Comparisons of the energy cost are shown in Table 3. The proposed IT2FW-SVM does the best when the energy cost performance index is analyzed, and simulation results show that all the gaits have a similar trend of increasing the energy cost as the step lengths increase. The energy cost performance of the standard SVM controller is very close to the PID controller, which is in line with the fact that the unweighted standard SVM is trained to mimic the PID one. On the other hand, by evaluating the energy cost of the samples and assign learning weights to the training samples accordingly, the T1FW-SVM controller reduces the energy cost to a certain degree. With further consideration, the proposed IT2FW-SVM translates the linguistic and numerical uncertainty from original data into fuzzy rules uncertainty, thus it enhances the energy efficiency of the biped robots remarkably, which demonstrates the effectiveness of the proposed IT2FW-SVM.

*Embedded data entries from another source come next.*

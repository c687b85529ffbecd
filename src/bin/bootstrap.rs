//! Prepares a `PostgreSQL` database for the task board.
//!
//! Usage:
//!
//! ```text
//! taskboard-bootstrap [--refresh] [--seed] [--pool-size N] [-v]
//! ```
//!
//! The database is chosen from `ENV`, `DB_URL` and `DB_NAME`. The schema
//! script is applied, the raw collections are created when missing, and the
//! catalog views are ensured. With `--refresh`, existing views are
//! recomputed from current data instead. With `--seed`, an empty database
//! also receives demo members, teams and tasks, and the views are refreshed
//! to include them. Any failure exits non-zero.

use clap::Parser;
use diesel::PgConnection;
use diesel::r2d2::{ConnectionManager, Pool};
use mockable::DefaultClock;
use rand::SeedableRng;
use rand::rngs::StdRng;
use std::sync::Arc;
use taskboard::bootstrap::bootstrap;
use taskboard::config::DatabaseSettings;
use taskboard::seed::{SeedPlan, seed_demo_data};
use taskboard::store::adapters::postgres::PostgresDocumentStore;
use taskboard::view::domain::ViewCatalog;
use taskboard::view::services::{EnsureReport, ViewManager};
use tokio::runtime::Builder;
use tracing::info;
use tracing_subscriber::{EnvFilter, layer::SubscriberExt, util::SubscriberInitExt};

/// Boxed error type for the main result.
type BoxError = Box<dyn std::error::Error + Send + Sync>;

#[derive(Debug, Parser)]
#[command(name = "taskboard-bootstrap", about = "Create task board collections and views")]
struct Cli {
    /// Deployment environment: `dev`, `test` or `prod`.
    #[arg(long, env = "ENV")]
    environment: Option<String>,

    /// `PostgreSQL` server URL without a database path.
    #[arg(long, env = "DB_URL")]
    db_url: Option<String>,

    /// Database name used outside `test` and `prod`.
    #[arg(long, env = "DB_NAME")]
    db_name: Option<String>,

    /// Maximum number of pooled connections.
    #[arg(long, default_value_t = 4)]
    pool_size: u32,

    /// Recompute existing views from current data.
    #[arg(long)]
    refresh: bool,

    /// Fill an empty database with demo data.
    #[arg(long)]
    seed: bool,

    /// Log at debug level.
    #[arg(short, long)]
    verbose: bool,
}

fn main() -> Result<(), BoxError> {
    let cli = Cli::parse();
    setup_logging(cli.verbose);

    let settings = DatabaseSettings::resolve(
        cli.environment.as_deref(),
        cli.db_url.as_deref(),
        cli.db_name.as_deref(),
    )?;
    info!(
        environment = %settings.environment(),
        database = settings.name(),
        "resolved database settings"
    );

    let manager = ConnectionManager::<PgConnection>::new(settings.connection_url());
    let pool = Pool::builder().max_size(cli.pool_size).build(manager)?;
    let store = Arc::new(PostgresDocumentStore::new(pool));
    let catalog = Arc::new(ViewCatalog::standard());

    let runtime = Builder::new_multi_thread().enable_all().build()?;
    let report = runtime.block_on(run(store, catalog, &cli))?;
    for (view, outcome) in report.outcomes() {
        info!(view = %view, outcome = outcome.as_str(), "view ready");
    }
    Ok(())
}

async fn run(
    store: Arc<PostgresDocumentStore>,
    catalog: Arc<ViewCatalog>,
    cli: &Cli,
) -> Result<EnsureReport, BoxError> {
    store.apply_schema().await?;
    let manager = ViewManager::new(Arc::clone(&store), Arc::clone(&catalog));
    let report = if cli.refresh {
        manager.refresh_views().await?
    } else {
        bootstrap(Arc::clone(&store), catalog).await?
    };
    if !cli.seed {
        return Ok(report);
    }

    let mut rng = StdRng::from_os_rng();
    let seeded =
        seed_demo_data(store, Arc::new(DefaultClock), &mut rng, SeedPlan::default()).await?;
    match seeded {
        Some(summary) => {
            info!(
                members = summary.members,
                teams = summary.teams,
                tasks = summary.tasks,
                "refreshing views over demo data"
            );
            Ok(manager.refresh_views().await?)
        }
        None => Ok(report),
    }
}

fn setup_logging(verbose: bool) {
    let default_directives = if verbose {
        "taskboard=debug,taskboard_bootstrap=debug"
    } else {
        "taskboard=info,taskboard_bootstrap=info"
    };
    let filter = EnvFilter::try_from_default_env()
        .unwrap_or_else(|_| EnvFilter::new(default_directives));

    tracing_subscriber::registry()
        .with(filter)
        .with(tracing_subscriber::fmt::layer())
        .init();
}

Table 3 Energy cost comparisons with other methods

4.3.3 Analysis and comparisons of the dynamic biped balance

To analyze the performance index of the dynamic biped balance, mean of the ZMP stability margin (MZSM) is calculated during one whole walking step using the next formula:

$$\begin{aligned} &{\mathit{MZSM}} \\ &{\quad = \frac{1}{N}\sum_{l = 1}^{N} \left \{ \begin{array}{l@{\quad}l} [x_{toe} - x_{zmp}(l)], & \mbox{if }x_{zmp}(l) > \frac{x_{heel} + x_{toe}}{2} \\ {}[x_{zmp}(l) - x_{heel}], & \mbox{if }x_{zmp}(l) \le \frac{x_{heel} + x_{toe}}{2} \end{array} \right .} \end{aligned}$$
(38)

where x zmp (l) is the position of the ZMP on the lth sampling point in a walk cycle, which can be obtained using Eq. (3), and l=1,2,…,N (N=40). x toe  and x heel are the positions of the toe and the heel of the biped robot.

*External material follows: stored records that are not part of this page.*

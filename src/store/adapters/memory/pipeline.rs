//! Evaluates view pipelines over in-memory documents.

use crate::store::domain::{CollectionName, Document, FieldPath, document_value_at, value_at};
use crate::store::ports::{StoreError, StoreResult};
use crate::view::domain::{
    Coerce, Expr, FieldRef, LocalKey, Lookup, Projection, Resolve, Scope, Stage, Unwind,
    ViewDefinition,
};
use serde_json::Value;
use uuid::Uuid;

/// Computes the rows of a view.
///
/// `rows_of` returns the current rows of a namespace, or `None` when it does
/// not exist.
pub(super) fn materialize<'a, F>(definition: &ViewDefinition, rows_of: F) -> StoreResult<Vec<Document>>
where
    F: Fn(&CollectionName) -> Option<&'a [Document]>,
{
    let source = rows_of(definition.source()).ok_or_else(|| StoreError::InvalidDefinition {
        view: definition.name().clone(),
        reason: format!("source collection {} does not exist", definition.source()),
    })?;

    let mut rows = source.to_vec();
    for stage in definition.pipeline().stages() {
        rows = match stage {
            Stage::Coerce(coerce) => rows.into_iter().map(|row| apply_coerce(coerce, row)).collect(),
            Stage::Lookup(lookup) => {
                let foreign = rows_of(&lookup.from).ok_or_else(|| StoreError::InvalidDefinition {
                    view: definition.name().clone(),
                    reason: format!("lookup collection {} does not exist", lookup.from),
                })?;
                rows.into_iter()
                    .map(|row| apply_lookup(lookup, foreign, row))
                    .collect()
            }
            Stage::Unwind(unwind) => rows
                .into_iter()
                .flat_map(|row| apply_unwind(unwind, row))
                .collect(),
            Stage::Project(fields) => rows
                .iter()
                .map(|row| project(fields, row, None))
                .collect(),
        };
    }
    Ok(rows)
}

fn apply_coerce(coerce: &Coerce, mut row: Document) -> Document {
    let identity = match document_value_at(&row, &coerce.source) {
        Some(Value::String(raw)) => Uuid::try_parse(raw)
            .map(|uuid| Value::String(uuid.to_string()))
            .unwrap_or(Value::Null),
        _ => Value::Null,
    };
    row.insert(coerce.target.as_str().to_owned(), identity);
    row
}

fn apply_lookup(lookup: &Lookup, foreign: &[Document], mut row: Document) -> Document {
    let keys = local_keys(&lookup.local, &row);
    let matches = foreign
        .iter()
        .filter(|candidate| {
            document_value_at(candidate, &lookup.foreign)
                .is_some_and(|found| keys.contains(&found))
        })
        .cloned()
        .map(Value::Object)
        .collect();
    row.insert(lookup.target.as_str().to_owned(), Value::Array(matches));
    row
}

fn local_keys<'a>(local: &LocalKey, row: &'a Document) -> Vec<&'a Value> {
    match local {
        LocalKey::Field(path) => document_value_at(row, path)
            .filter(|value| !value.is_null())
            .into_iter()
            .collect(),
        LocalKey::EachOf { array, field } => match document_value_at(row, array) {
            Some(Value::Array(items)) => items
                .iter()
                .filter_map(|item| value_at(item, field))
                .filter(|value| !value.is_null())
                .collect(),
            _ => Vec::new(),
        },
    }
}

fn apply_unwind(unwind: &Unwind, row: Document) -> Vec<Document> {
    let elements = match document_value_at(&row, &unwind.path) {
        Some(Value::Array(items)) => items.clone(),
        Some(Value::Null) | None => return Vec::new(),
        Some(_) => return vec![row],
    };
    let pointer = json_pointer(&unwind.path);
    elements
        .into_iter()
        .filter_map(|element| {
            let mut expanded = Value::Object(row.clone());
            *expanded.pointer_mut(&pointer)? = element;
            match expanded {
                Value::Object(document) => Some(document),
                _ => None,
            }
        })
        .collect()
}

fn json_pointer(path: &FieldPath) -> String {
    path.segments().fold(String::new(), |mut pointer, segment| {
        pointer.push('/');
        pointer.push_str(segment);
        pointer
    })
}

fn project(fields: &[Projection], row: &Document, element: Option<&Value>) -> Document {
    fields
        .iter()
        .map(|projection| {
            (
                projection.name.as_str().to_owned(),
                evaluate(&projection.expr, row, element),
            )
        })
        .collect()
}

fn lookup_ref<'a>(
    reference: &FieldRef,
    row: &'a Document,
    element: Option<&'a Value>,
) -> Option<&'a Value> {
    match reference.scope() {
        Scope::Document => document_value_at(row, reference.path()),
        Scope::Element => element.and_then(|current| value_at(current, reference.path())),
    }
}

fn evaluate(expr: &Expr, row: &Document, element: Option<&Value>) -> Value {
    match expr {
        Expr::Field(reference) => lookup_ref(reference, row, element)
            .cloned()
            .unwrap_or(Value::Null),
        Expr::Display(inner) => match evaluate(inner, row, element) {
            Value::Null => Value::Null,
            Value::String(text) => Value::String(text),
            other => Value::String(other.to_string()),
        },
        Expr::Resolve(resolve) => resolve_reference(resolve, row, element),
        Expr::Each { input, fields } => match lookup_ref(input, row, element) {
            Some(Value::Array(items)) => Value::Array(
                items
                    .iter()
                    .map(|item| Value::Object(project(fields, row, Some(item))))
                    .collect(),
            ),
            _ => Value::Array(Vec::new()),
        },
    }
}

fn resolve_reference(resolve: &Resolve, row: &Document, element: Option<&Value>) -> Value {
    let Some(reference) = lookup_ref(&resolve.reference, row, element).filter(|v| !v.is_null())
    else {
        return Value::Null;
    };
    let Some(Value::Array(candidates)) = lookup_ref(&resolve.within, row, element) else {
        return Value::Null;
    };
    candidates
        .iter()
        .find(|candidate| value_at(candidate, &resolve.key) == Some(reference))
        .and_then(|candidate| value_at(candidate, &resolve.select))
        .cloned()
        .unwrap_or(Value::Null)
}
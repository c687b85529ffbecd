//! Startup routine: raw collections first, then the catalog views.

use crate::store::domain::{CollectionName, TASKS, TEAM_MEMBERS, TEAMS};
use crate::store::ports::{DocumentStore, StoreError};
use crate::view::domain::ViewCatalog;
use crate::view::services::{EnsureReport, ViewManager, ViewManagerError};
use std::sync::Arc;
use thiserror::Error;
use tracing::{debug, info};

/// Raw collections the application writes to.
pub const RAW_COLLECTIONS: [CollectionName; 3] = [TASKS, TEAMS, TEAM_MEMBERS];

/// Errors that abort startup.
#[derive(Debug, Error)]
pub enum BootstrapError {
    /// A raw collection could not be created.
    #[error("failed to create collection {collection}: {source}")]
    Collection {
        /// Collection being created.
        collection: CollectionName,
        /// Store failure.
        #[source]
        source: StoreError,
    },
    /// The catalog views could not be put in place.
    #[error(transparent)]
    Views(#[from] ViewManagerError),
}

/// Creates each collection in `names` that does not exist yet.
///
/// Returns the collections that were created. A collection created by
/// another process in the meantime counts as present.
///
/// # Errors
///
/// Returns [`BootstrapError::Collection`] for any other store failure.
pub async fn ensure_collections<S>(
    store: &S,
    names: &[CollectionName],
) -> Result<Vec<CollectionName>, BootstrapError>
where
    S: DocumentStore,
{
    let mut created = Vec::new();
    for name in names {
        match store.create_collection(name).await {
            Ok(()) => {
                info!(collection = %name, "collection created");
                created.push(name.clone());
            }
            Err(StoreError::AlreadyExists(_)) => {
                debug!(collection = %name, "collection already present");
            }
            Err(source) => {
                return Err(BootstrapError::Collection {
                    collection: name.clone(),
                    source,
                });
            }
        }
    }
    Ok(created)
}

/// Ensures the raw collections and then the catalog views.
///
/// # Errors
///
/// Returns the first collection or view failure; startup should not proceed.
pub async fn bootstrap<S>(
    store: Arc<S>,
    catalog: Arc<ViewCatalog>,
) -> Result<EnsureReport, BootstrapError>
where
    S: DocumentStore,
{
    ensure_collections(store.as_ref(), &RAW_COLLECTIONS).await?;
    let report = ViewManager::new(store, catalog).ensure_views().await?;
    info!(
        created = report.created().count(),
        noop = report.is_noop(),
        "bootstrap complete"
    );
    Ok(report)
}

Comparisons for MZSM using different methods are shown in Table 4. Compared to the PID-controlled locomotion which generated the original walking samples, the proposed IT2FW-SVM improves the ZMP stability margin effectively, and the T1FW-SVM enhances the ZMP-based performance in a less degree. On the other hand, the standard SVM-controlled walking has similar ZMP stability margins as the existing PID-controlled ones. That is to say, different results come after the same training data because of the different learning strategy. Compared with the ‘copy learning’ of the standard SVM, the proposed IT2FW-SVM obtains better performance using a kind of ‘selective learning’ strategy, which is like human behaviors.

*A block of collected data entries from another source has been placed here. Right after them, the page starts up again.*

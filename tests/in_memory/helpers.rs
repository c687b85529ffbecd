//! Seed data shared by the in-memory integration tests.

use mockable::DefaultClock;
use rstest::fixture;
use serde_json::{Value, json};
use std::sync::Arc;
use taskboard::bootstrap::{RAW_COLLECTIONS, ensure_collections};
use taskboard::store::adapters::memory::InMemoryDocumentStore;
use taskboard::store::domain::{Document, TASKS};
use taskboard::store::ports::DocumentStore;
use taskboard::task::domain::{NewTask, Task};
use taskboard::task::services::TaskService;
use taskboard::team::domain::{
    MemberId, NewTeam, NewTeamMember, Role, Team, TeamId, TeamMember,
};
use taskboard::team::repository::TeamMemberRepository;
use taskboard::team::services::TeamService;
use taskboard::view::domain::ViewCatalog;
use taskboard::view::services::ViewManager;

/// Store, services and the identities of the seeded entities.
pub struct Seeded {
    pub store: Arc<InMemoryDocumentStore>,
    pub tasks: TaskService<InMemoryDocumentStore, DefaultClock>,
    pub teams: TeamService<InMemoryDocumentStore>,
    pub views: ViewManager<InMemoryDocumentStore>,
    pub ada: MemberId,
    pub lin: MemberId,
    pub grace: MemberId,
    pub platform: Team,
    pub joined_task: Task,
}

/// Fixture returning an empty in-memory store.
#[fixture]
pub fn store() -> Arc<InMemoryDocumentStore> {
    Arc::new(InMemoryDocumentStore::new())
}

/// Converts a JSON object literal into a document.
pub fn doc(value: Value) -> Document {
    match value {
        Value::Object(map) => map,
        _ => Document::new(),
    }
}

/// Seeds members, a team and tasks covering every join outcome, without
/// creating the views.
///
/// The `Platform` team lists Lin (developer) before Ada (team lead) plus a
/// dangling member reference, and is managed by Grace. Tasks:
/// - "Joined": Platform team, assigned to Ada;
/// - "No team": assigned to Ada, no team;
/// - "Dangling team": assigned to Ada, team id of no team;
/// - "Malformed assignee": Platform team, assignee stored as `"bob"`.
pub async fn seed(store: Arc<InMemoryDocumentStore>) -> Seeded {
    ensure_collections(store.as_ref(), &RAW_COLLECTIONS)
        .await
        .expect("raw collections");

    let members = TeamMemberRepository::new(Arc::clone(&store));
    let ada = add_member(&members, "Ada", Role::TeamLead).await;
    let lin = add_member(&members, "Lin", Role::Developer).await;
    let grace = add_member(&members, "Grace", Role::ProjectManager).await;

    let teams = TeamService::new(Arc::clone(&store));
    let platform = teams
        .create(
            NewTeam::new("Platform")
                .with_member(lin, Role::Developer)
                .with_member(ada, Role::TeamLead)
                .with_member(MemberId::new(), Role::Developer)
                .with_project_manager(grace),
        )
        .await
        .expect("team created");

    let tasks = TaskService::new(Arc::clone(&store), Arc::new(DefaultClock));
    let joined_task = tasks
        .create(
            NewTask::new("Joined")
                .with_assignee(ada)
                .with_team(platform.id()),
        )
        .await
        .expect("task created");
    tasks
        .create(NewTask::new("No team").with_assignee(ada))
        .await
        .expect("task created");
    tasks
        .create(
            NewTask::new("Dangling team")
                .with_assignee(ada)
                .with_team(TeamId::new()),
        )
        .await
        .expect("task created");
    store
        .insert_one(
            &TASKS,
            doc(json!({
                "title": "Malformed assignee",
                "status": "assigned",
                "assigned_to": "bob",
                "team_id": platform.id().to_string(),
                "created_at": "2026-10-01T00:00:00Z",
                "updated_at": "2026-10-01T00:00:00Z",
            })),
        )
        .await
        .expect("raw task inserted");

    let views = ViewManager::new(Arc::clone(&store), Arc::new(ViewCatalog::standard()));
    Seeded {
        store,
        tasks,
        teams,
        views,
        ada,
        lin,
        grace,
        platform,
        joined_task,
    }
}

async fn add_member(
    members: &TeamMemberRepository<InMemoryDocumentStore>,
    name: &str,
    role: Role,
) -> MemberId {
    let email = format!("{}@example.com", name.to_ascii_lowercase());
    let member =
        TeamMember::new(NewTeamMember::new(name, email, role, "hash")).expect("valid member");
    members.create(&member).await.expect("member stored")
}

Table 4 Comparisons of mean of the ZMP stability margin (MZSM)

4.3.4 Analysis and comparisons of the computation time

Compared to the standard SVM and the T1FW-SVM, the proposed IT2FW-SVM consumes more time to train the robot, while the computation time of the proposed algorithm is adequate for training the biped robot offline. Once trained, the consumed time of the IT2FW-SVM is the same as those of the standard SVM and the T1FW-SVM for on-line control.

5 Conclusions

An IT2FW-SVM learning system based on the ZMP stability criterion is proposed aiming at the fatal problem of high energy consumption for biped walking robots. A strategy of evaluating the walking samples is proposed according to two important performance indexes (the energy cost and the ZMP stability margin). Considering the numerical and linguistic uncertainty from original data and the evaluation mechanisms, the learning weights are deduced using an IT2FLS. The proposed IT2FW-SVM is compared to the PID, the standard SVM and the T1FW-SVM. Simulation results show the superiority of the proposed method when performance indexes of the energy cost and the ZMP stability margin are analyzed.

We believe that the proposed method will be very promising for energy efficient biped walking. Future works include the feature extraction and the data-based learning from energy efficient human locomotion.